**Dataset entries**

□ □ □ □ □

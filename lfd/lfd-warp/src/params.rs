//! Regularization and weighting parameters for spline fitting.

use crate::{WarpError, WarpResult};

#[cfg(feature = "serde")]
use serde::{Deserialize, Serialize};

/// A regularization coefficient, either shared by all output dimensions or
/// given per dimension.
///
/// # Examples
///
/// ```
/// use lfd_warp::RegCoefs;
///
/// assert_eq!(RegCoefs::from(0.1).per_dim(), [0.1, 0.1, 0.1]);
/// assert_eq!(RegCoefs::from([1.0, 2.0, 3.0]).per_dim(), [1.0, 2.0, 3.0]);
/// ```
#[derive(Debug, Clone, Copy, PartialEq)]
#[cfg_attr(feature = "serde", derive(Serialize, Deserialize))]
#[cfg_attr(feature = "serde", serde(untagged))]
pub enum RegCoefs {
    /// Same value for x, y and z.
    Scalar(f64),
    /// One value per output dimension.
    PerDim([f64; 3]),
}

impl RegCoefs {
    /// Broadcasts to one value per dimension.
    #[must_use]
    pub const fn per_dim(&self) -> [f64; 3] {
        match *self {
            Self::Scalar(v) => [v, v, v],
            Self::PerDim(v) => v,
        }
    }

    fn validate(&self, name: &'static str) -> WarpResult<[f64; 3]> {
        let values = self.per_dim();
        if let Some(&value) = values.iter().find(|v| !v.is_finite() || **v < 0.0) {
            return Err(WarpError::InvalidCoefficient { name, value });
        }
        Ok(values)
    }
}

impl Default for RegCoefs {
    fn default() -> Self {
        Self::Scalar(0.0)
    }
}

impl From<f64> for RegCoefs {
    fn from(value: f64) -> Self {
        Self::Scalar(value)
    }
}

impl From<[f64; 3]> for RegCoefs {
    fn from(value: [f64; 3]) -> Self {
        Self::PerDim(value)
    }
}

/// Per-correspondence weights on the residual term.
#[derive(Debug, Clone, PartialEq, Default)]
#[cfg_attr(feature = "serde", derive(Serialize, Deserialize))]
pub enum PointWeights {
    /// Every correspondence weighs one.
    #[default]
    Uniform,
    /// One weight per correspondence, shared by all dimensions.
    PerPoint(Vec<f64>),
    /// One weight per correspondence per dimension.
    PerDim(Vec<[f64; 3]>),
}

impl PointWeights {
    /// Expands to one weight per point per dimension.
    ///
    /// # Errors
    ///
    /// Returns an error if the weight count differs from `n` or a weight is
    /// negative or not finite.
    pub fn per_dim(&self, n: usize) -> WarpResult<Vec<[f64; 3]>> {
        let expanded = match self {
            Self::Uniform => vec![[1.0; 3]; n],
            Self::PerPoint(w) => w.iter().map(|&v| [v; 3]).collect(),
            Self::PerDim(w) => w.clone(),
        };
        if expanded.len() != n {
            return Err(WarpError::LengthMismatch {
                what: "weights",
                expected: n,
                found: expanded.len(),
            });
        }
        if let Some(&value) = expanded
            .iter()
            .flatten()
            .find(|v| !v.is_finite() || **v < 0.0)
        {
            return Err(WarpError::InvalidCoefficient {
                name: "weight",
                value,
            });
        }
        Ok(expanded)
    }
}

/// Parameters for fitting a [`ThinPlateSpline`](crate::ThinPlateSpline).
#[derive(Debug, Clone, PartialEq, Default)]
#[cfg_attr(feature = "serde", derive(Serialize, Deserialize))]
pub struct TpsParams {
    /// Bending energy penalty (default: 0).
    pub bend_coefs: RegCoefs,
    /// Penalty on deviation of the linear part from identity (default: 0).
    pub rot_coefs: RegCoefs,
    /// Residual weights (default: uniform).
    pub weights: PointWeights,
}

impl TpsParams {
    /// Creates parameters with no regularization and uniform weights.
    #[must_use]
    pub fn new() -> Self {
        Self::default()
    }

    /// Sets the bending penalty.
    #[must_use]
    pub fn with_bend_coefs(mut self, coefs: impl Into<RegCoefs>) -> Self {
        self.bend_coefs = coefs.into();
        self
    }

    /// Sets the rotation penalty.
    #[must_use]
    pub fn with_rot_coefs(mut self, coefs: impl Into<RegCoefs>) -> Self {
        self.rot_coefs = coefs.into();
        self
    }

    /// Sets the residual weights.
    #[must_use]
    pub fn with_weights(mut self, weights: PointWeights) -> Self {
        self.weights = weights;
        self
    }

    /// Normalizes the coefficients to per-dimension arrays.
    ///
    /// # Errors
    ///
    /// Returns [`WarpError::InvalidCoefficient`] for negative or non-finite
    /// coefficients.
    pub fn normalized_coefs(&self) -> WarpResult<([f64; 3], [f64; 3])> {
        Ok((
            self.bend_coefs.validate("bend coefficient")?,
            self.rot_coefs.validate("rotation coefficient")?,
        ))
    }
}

□ □ □ □ □

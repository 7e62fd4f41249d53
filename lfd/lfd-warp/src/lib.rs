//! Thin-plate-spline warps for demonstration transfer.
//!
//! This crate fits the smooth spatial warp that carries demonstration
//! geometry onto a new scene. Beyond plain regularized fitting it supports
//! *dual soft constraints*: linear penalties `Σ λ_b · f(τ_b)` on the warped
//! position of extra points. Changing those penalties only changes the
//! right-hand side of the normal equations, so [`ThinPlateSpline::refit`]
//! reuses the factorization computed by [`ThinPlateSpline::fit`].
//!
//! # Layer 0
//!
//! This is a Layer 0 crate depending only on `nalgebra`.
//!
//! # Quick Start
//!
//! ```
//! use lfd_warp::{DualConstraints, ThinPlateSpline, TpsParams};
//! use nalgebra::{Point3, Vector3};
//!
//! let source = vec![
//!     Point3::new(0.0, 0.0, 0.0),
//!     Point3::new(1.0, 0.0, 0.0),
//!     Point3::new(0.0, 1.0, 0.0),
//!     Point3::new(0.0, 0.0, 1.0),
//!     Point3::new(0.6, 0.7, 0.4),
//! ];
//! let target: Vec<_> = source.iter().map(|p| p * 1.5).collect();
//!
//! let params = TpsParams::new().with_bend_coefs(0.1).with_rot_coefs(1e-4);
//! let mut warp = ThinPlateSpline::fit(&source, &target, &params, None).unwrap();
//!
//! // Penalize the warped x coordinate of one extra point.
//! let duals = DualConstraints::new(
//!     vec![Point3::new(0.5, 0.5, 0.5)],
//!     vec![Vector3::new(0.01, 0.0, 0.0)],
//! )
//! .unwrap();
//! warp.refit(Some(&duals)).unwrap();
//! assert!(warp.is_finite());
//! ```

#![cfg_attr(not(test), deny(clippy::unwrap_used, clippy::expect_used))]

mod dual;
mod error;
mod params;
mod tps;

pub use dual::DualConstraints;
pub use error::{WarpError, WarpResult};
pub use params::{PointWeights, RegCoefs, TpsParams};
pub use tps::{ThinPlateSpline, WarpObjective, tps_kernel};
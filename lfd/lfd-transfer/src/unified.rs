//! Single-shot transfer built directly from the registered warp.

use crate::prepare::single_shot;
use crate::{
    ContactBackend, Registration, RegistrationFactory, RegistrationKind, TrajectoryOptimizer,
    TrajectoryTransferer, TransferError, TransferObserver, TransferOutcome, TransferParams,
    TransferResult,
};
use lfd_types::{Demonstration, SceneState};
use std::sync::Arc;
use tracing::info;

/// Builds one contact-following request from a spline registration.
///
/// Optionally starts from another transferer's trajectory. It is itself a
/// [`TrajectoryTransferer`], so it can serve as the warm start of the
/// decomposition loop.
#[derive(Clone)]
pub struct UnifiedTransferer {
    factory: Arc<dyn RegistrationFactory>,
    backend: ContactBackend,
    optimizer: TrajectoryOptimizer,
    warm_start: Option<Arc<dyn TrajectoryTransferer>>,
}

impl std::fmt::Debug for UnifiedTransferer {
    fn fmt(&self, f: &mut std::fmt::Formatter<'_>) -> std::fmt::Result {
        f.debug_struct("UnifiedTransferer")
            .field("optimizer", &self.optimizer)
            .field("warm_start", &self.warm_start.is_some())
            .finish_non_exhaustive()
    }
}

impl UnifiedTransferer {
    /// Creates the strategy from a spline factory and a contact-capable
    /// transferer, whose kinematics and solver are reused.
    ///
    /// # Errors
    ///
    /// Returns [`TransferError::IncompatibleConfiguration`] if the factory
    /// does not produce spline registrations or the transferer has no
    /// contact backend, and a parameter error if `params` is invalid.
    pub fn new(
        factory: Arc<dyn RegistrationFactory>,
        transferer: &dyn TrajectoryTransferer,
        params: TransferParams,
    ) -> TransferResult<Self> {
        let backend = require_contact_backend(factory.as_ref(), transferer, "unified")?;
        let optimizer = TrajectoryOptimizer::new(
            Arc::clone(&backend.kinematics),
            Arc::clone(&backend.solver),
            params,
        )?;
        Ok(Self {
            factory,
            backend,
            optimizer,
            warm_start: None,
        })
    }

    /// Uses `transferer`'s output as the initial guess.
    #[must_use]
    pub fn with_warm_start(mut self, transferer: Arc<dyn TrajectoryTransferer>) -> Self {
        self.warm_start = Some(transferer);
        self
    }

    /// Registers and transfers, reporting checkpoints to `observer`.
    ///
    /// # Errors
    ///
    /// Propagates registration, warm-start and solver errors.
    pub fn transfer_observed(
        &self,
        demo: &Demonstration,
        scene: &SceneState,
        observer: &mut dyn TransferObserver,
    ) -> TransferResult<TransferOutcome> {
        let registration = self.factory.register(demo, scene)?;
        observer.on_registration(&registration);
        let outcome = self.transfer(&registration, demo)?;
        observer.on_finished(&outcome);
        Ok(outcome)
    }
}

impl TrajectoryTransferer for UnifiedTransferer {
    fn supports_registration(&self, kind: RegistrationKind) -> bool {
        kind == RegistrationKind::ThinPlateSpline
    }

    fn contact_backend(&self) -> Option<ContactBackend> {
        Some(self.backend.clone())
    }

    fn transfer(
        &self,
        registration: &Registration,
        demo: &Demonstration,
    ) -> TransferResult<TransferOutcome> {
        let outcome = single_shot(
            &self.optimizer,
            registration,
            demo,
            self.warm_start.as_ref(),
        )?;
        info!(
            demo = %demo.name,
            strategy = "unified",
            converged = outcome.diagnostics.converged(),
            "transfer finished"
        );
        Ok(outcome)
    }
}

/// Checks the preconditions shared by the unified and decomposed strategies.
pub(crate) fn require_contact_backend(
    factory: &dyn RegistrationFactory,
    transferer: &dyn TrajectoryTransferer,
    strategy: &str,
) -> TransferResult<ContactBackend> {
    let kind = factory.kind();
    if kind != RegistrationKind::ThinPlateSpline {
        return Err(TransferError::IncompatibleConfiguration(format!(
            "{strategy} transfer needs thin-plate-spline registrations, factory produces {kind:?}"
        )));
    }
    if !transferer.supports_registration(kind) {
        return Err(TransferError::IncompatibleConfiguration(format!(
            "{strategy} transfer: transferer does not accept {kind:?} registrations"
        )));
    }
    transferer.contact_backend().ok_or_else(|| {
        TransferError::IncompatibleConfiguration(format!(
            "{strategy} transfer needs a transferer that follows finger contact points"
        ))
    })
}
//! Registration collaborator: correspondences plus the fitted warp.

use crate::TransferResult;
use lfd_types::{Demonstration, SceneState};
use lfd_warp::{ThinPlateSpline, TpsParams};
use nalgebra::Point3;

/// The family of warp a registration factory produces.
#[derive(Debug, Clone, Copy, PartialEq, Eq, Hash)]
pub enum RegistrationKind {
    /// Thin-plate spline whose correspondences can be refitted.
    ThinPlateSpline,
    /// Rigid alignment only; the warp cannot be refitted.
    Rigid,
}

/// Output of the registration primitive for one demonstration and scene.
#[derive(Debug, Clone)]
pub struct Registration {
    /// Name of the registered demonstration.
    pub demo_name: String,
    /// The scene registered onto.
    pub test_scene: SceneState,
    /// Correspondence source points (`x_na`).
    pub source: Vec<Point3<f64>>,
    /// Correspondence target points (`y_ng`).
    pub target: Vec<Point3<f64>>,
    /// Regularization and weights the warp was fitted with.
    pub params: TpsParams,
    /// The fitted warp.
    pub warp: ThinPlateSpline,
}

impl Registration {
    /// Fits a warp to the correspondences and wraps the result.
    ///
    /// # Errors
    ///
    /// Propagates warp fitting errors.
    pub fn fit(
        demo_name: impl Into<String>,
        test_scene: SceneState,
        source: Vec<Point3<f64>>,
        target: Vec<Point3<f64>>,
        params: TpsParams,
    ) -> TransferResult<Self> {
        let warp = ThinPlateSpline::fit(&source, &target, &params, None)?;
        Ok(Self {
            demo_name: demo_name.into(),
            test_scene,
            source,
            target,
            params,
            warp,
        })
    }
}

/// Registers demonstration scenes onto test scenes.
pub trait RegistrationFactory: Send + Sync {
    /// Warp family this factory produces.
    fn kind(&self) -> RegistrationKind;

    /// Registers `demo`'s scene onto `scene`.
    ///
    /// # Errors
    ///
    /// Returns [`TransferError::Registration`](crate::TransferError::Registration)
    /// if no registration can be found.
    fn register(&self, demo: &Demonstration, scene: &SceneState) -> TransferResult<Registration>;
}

□ □ □ □ □

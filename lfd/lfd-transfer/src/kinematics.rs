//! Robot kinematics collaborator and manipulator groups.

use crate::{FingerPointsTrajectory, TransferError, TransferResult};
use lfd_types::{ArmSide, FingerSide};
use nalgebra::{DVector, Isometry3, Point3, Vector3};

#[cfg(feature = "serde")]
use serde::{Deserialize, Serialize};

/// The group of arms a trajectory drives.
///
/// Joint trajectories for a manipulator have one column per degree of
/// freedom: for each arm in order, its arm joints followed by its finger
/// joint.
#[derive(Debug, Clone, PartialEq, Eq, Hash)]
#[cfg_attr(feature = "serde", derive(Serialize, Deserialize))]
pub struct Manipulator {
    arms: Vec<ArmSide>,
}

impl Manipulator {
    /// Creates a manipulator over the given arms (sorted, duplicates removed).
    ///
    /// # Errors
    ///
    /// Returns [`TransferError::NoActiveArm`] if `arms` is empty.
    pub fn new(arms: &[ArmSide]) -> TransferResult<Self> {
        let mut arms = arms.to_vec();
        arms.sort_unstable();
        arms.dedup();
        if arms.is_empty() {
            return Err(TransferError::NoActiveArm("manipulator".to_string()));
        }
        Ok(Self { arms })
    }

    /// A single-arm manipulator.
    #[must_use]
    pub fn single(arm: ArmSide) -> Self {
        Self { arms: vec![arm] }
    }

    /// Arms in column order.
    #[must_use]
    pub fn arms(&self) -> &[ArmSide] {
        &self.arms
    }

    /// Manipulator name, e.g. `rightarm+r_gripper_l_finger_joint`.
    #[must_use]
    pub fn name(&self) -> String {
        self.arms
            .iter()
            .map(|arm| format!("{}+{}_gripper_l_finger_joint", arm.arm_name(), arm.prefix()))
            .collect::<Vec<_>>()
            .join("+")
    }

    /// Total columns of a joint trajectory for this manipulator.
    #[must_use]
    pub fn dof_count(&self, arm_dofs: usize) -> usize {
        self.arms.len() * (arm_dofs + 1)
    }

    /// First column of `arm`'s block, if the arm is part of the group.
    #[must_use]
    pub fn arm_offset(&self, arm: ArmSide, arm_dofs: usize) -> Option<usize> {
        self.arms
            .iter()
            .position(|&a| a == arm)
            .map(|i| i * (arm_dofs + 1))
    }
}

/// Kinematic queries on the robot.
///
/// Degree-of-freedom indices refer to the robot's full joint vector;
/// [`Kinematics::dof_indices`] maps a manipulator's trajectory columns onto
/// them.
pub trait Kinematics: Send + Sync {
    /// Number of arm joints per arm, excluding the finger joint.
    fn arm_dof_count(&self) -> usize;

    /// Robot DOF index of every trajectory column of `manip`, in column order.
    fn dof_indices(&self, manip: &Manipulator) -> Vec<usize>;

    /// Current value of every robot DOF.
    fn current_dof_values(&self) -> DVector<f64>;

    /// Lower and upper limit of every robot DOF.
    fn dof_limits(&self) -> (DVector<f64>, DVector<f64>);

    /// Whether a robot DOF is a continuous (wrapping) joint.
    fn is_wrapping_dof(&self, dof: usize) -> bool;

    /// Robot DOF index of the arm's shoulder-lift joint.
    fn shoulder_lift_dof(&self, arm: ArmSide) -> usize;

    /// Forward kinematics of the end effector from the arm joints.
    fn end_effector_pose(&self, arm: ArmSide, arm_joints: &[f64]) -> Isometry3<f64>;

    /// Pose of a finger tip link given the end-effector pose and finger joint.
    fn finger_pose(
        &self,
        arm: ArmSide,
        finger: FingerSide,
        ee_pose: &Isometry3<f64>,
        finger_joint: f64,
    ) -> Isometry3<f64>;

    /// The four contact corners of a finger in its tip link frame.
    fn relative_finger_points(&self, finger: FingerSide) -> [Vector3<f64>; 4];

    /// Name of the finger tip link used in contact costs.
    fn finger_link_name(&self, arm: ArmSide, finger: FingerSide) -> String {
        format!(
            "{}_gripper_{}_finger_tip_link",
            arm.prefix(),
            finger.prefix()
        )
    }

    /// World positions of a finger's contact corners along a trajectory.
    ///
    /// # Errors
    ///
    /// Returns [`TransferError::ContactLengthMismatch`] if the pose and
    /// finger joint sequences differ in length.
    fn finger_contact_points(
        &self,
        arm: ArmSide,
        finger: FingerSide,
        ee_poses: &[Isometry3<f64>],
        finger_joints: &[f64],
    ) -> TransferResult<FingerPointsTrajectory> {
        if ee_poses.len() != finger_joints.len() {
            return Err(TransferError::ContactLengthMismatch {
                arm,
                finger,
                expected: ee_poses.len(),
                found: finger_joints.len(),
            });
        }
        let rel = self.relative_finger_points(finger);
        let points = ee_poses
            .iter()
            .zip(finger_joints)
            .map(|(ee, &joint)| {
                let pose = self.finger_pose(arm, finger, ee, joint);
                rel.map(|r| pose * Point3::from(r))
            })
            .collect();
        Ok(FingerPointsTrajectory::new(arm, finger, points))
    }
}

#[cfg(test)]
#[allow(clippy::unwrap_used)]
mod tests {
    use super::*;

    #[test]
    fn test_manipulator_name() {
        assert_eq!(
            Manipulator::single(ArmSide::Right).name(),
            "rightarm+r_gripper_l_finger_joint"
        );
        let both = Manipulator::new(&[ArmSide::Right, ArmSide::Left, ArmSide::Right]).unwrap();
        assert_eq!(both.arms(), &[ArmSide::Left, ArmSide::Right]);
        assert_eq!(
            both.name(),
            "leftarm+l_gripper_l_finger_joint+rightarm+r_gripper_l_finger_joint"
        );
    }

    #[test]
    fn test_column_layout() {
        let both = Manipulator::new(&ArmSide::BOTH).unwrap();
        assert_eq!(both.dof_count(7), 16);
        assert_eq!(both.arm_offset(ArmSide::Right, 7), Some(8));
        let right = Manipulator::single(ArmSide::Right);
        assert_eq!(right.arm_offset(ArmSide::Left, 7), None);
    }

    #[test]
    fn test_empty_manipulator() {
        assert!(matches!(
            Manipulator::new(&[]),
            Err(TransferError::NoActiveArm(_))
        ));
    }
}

□ □ □ □ □

Copy out, word for word, the part of the entries above that begins at the line with "and decomposed strategies." and ends at the line with "use nalgebra::Point3;", including both.

**ANSWER BOX**
/// Checks the preconditions shared by the unified and decomposed strategies.
pub(crate) fn require_contact_backend(
    factory: &dyn RegistrationFactory,
    transferer: &dyn TrajectoryTransferer,
    strategy: &str,
) -> TransferResult<ContactBackend> {
    let kind = factory.kind();
    if kind != RegistrationKind::ThinPlateSpline {
        return Err(TransferError::IncompatibleConfiguration(format!(
            "{strategy} transfer needs thin-plate-spline registrations, factory produces {kind:?}"
        )));
    }
    if !transferer.supports_registration(kind) {
        return Err(TransferError::IncompatibleConfiguration(format!(
            "{strategy} transfer: transferer does not accept {kind:?} registrations"
        )));
    }
    transferer.contact_backend().ok_or_else(|| {
        TransferError::IncompatibleConfiguration(format!(
            "{strategy} transfer needs a transferer that follows finger contact points"
        ))
    })
}
//! Registration collaborator: correspondences plus the fitted warp.

use crate::TransferResult;
use lfd_types::{Demonstration, SceneState};
use lfd_warp::{ThinPlateSpline, TpsParams};
use nalgebra::Point3;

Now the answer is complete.